• **ASSIGNMENT**:
Which of the lines below hold the word "PartialOrd"? Pull each of them out.

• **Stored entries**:
:::

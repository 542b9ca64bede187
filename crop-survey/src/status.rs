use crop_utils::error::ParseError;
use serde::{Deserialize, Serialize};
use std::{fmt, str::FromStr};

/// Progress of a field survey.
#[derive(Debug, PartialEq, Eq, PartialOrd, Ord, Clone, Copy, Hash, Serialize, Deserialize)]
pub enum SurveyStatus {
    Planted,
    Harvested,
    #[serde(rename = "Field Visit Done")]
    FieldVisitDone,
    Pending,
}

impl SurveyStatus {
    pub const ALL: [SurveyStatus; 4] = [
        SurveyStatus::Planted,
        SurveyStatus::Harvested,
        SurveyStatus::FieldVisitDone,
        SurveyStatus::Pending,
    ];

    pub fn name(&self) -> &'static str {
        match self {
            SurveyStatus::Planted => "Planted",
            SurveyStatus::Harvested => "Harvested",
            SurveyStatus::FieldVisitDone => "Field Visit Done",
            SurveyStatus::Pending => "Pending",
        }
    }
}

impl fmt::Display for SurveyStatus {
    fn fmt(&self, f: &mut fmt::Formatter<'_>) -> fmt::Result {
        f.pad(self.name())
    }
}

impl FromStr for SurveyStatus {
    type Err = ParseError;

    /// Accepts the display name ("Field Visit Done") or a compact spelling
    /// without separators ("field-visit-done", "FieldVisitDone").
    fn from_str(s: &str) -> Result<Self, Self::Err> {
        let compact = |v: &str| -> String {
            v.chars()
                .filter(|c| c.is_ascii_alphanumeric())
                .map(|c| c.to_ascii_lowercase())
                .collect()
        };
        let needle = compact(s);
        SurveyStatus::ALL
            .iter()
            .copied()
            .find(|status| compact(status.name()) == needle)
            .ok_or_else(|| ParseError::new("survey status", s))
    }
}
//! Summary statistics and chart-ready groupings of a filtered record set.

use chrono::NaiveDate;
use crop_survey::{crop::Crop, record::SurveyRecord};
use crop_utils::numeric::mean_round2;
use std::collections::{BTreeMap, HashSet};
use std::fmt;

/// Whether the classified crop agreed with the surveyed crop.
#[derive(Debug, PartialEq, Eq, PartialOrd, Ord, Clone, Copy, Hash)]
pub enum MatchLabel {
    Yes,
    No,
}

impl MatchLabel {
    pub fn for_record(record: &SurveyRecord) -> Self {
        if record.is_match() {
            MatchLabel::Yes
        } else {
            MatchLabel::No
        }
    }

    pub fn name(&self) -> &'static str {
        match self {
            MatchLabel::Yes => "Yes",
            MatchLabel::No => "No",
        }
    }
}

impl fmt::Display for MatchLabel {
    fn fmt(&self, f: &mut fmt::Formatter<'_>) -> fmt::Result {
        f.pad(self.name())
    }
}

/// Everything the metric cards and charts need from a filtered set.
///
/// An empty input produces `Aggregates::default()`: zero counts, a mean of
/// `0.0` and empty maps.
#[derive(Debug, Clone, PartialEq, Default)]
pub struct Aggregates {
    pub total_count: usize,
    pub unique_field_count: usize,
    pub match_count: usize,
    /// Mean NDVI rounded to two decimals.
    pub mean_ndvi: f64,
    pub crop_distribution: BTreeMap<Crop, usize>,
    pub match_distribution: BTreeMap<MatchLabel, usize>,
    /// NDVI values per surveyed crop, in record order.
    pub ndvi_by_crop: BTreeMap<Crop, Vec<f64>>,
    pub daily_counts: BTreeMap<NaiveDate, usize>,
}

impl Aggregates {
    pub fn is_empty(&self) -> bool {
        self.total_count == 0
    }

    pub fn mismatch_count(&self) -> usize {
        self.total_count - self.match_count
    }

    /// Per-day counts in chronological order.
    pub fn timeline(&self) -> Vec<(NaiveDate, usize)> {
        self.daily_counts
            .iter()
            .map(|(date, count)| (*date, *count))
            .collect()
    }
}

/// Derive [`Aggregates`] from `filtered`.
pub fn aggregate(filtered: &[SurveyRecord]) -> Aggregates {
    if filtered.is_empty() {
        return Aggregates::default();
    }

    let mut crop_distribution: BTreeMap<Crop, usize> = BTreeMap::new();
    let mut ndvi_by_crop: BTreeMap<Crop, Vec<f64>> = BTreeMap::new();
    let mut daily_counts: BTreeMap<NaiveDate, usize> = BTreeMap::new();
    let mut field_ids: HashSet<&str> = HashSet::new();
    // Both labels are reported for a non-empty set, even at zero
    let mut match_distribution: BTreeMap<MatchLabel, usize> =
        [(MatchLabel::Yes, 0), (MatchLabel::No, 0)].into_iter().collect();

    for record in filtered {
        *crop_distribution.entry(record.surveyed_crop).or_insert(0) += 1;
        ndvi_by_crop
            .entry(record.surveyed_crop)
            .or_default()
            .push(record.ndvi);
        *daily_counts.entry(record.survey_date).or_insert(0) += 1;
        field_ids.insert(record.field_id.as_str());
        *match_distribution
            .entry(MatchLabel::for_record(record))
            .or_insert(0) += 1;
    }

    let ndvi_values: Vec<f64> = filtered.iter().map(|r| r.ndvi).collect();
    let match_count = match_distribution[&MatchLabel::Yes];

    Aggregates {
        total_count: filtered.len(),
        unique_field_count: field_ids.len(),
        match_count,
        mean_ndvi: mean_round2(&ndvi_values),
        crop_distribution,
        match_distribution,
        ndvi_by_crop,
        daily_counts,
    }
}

:::

• **RESULT**:
#[derive(Debug, PartialEq, Eq, PartialOrd, Ord, Clone, Copy, Hash, Serialize, Deserialize)]
#[derive(Debug, PartialEq, Eq, PartialOrd, Ord, Clone, Copy, Hash)]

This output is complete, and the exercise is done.